The mouse bone marrow micronucleus (MN) assay holds a key position in all schemes for detecting potential human carcinogens and mutagens. It was therefore of concern when Shelby et al. reported that only 5 of 25 rodent carcinogens defined by the U.S. NTP were positive in the assay. Further, each of these positive responses was weak and indistinguishable from the 4 positive responses observed among the 24 NTP noncarcinogens tested. To focus these findings, the activity in the MN assay of 26 human carcinogens, 6 reference rodent genotoxins, and the 9 NTP chemicals positive in the MN assay have been displayed in a common format. This involved plotting the minimum positive dose level (expressed as mumole/kilogram) and the maximum fold-increase in micronucleated polychromatic erythrocytes frequency observed at any dose level.

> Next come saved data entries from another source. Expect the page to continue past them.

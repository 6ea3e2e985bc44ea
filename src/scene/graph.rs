//! Scene graph: articulated objects over one shared mesh
//!
//! Objects live in a flat arena and reference their parent by index;
//! parent names from scene files are resolved to indices once at load.
//! World matrices compose Translate * Rotate * Scale, with every parent
//! in the chain applied without its scale so ancestor scale never
//! distorts child offsets.

use std::collections::HashMap;

use super::loader::SceneError;
use crate::rasterizer::{Mat4, Rgb, Vec3};
use serde::{Deserialize, Serialize};

/// Local pose of one object
#[derive(Debug, Clone, Copy)]
pub struct Transform {
    pub position: Vec3,
    /// Euler angles in radians, composed Rz * Ry * Rx
    pub rotation: Vec3,
    pub scale: Vec3,
}

impl Default for Transform {
    fn default() -> Self {
        Self {
            position: Vec3::ZERO,
            rotation: Vec3::ZERO,
            scale: Vec3::ONE,
        }
    }
}

impl Transform {
    /// Local matrix: Translate * Rotate, with Scale appended on request
    pub fn local_matrix(&self, include_scale: bool) -> Mat4 {
        let tr = Mat4::translation(self.position) * Mat4::rotation_zyx(self.rotation);
        if include_scale {
            tr * Mat4::scaling(self.scale)
        } else {
            tr
        }
    }
}

/// One articulated object instance
#[derive(Debug, Clone)]
pub struct SceneObject {
    pub name: String,
    pub transform: Transform,
    /// Parent object index (None = root)
    pub parent: Option<usize>,
}

/// A triangle of the shared mesh, with its face color
#[derive(Debug, Clone, Copy)]
pub struct Face {
    pub indices: [usize; 3],
    pub color: Rgb,
}

/// Template geometry shared by every object in the scene
#[derive(Debug, Clone, Default)]
pub struct Mesh {
    pub vertices: Vec<Vec3>,
    pub faces: Vec<Face>,
}

/// Logical view window, centered on the origin
#[derive(Debug, Clone, Copy, Serialize, Deserialize)]
pub struct ViewBounds {
    pub top: f32,
    pub bottom: f32,
    pub left: f32,
    pub right: f32,
}

impl ViewBounds {
    pub fn width(&self) -> f32 {
        self.right - self.left
    }

    pub fn height(&self) -> f32 {
        self.top - self.bottom
    }
}

/// A complete scene snapshot: camera metadata, objects, shared mesh
#[derive(Debug, Clone)]
pub struct Scene {
    pub view: ViewBounds,
    pub focal: f32,
    pub objects: Vec<SceneObject>,
    pub mesh: Mesh,
    name_index: HashMap<String, usize>,
}

impl Scene {
    pub fn new(view: ViewBounds, focal: f32, mesh: Mesh) -> Self {
        Self {
            view,
            focal,
            objects: Vec::new(),
            mesh,
            name_index: HashMap::new(),
        }
    }

    /// Add an object and return its index
    pub fn add_object(&mut self, object: SceneObject) -> usize {
        let idx = self.objects.len();
        self.name_index.insert(object.name.clone(), idx);
        self.objects.push(object);
        idx
    }

    /// Look up an object index by name (index built once, no per-frame scan)
    pub fn index_of(&self, name: &str) -> Option<usize> {
        self.name_index.get(name).copied()
    }

    /// Cumulative model-to-world matrix for the object at `index`.
    ///
    /// The object's own scale is included only when asked for; parents
    /// along the chain never contribute theirs. The walk is iterative and
    /// bounded: a chain longer than the arena means the parent links loop.
    pub fn model_to_world(&self, index: usize, include_scale: bool) -> Result<Mat4, SceneError> {
        let object = self
            .objects
            .get(index)
            .ok_or_else(|| SceneError::MissingParent(format!("#{}", index)))?;

        let mut world = object.transform.local_matrix(include_scale);
        let mut cursor = object.parent;
        let mut hops = 0;

        while let Some(pi) = cursor {
            let parent = self
                .objects
                .get(pi)
                .ok_or_else(|| SceneError::MissingParent(format!("#{}", pi)))?;

            world = parent.transform.local_matrix(false) * world;

            hops += 1;
            if hops > self.objects.len() {
                return Err(SceneError::CyclicParents(object.name.clone()));
            }
            cursor = parent.parent;
        }

        Ok(world)
    }

    /// Walk every parent chain once so cyclic or dangling scene data
    /// fails at load time instead of surfacing mid-frame
    pub fn validate(&self) -> Result<(), SceneError> {
        for index in 0..self.objects.len() {
            self.model_to_world(index, false)?;
        }
        Ok(())
    }
}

By displaying the high sensitivity of the micronucleus assay to the reference human and rodent genotoxins, this analysis emphasizes the weakness in the MN assay responses given by the NTP carcinogens reported by Shelby et al. This, in turn, poses questions about the intrinsic hazard of this selection of NTP rodent carcinogens. Using fotemustine and vitamin C as models of a toxic and a nontoxic chemical known to be active in the MN assay, this analysis describes a method by which their relative potential human hazard can be distinguished (a synthetic, as opposed to an analytical approach to data assessment). The possibility that some weak responses observed in the MN assay at elevated dose levels may be stress induced is considered.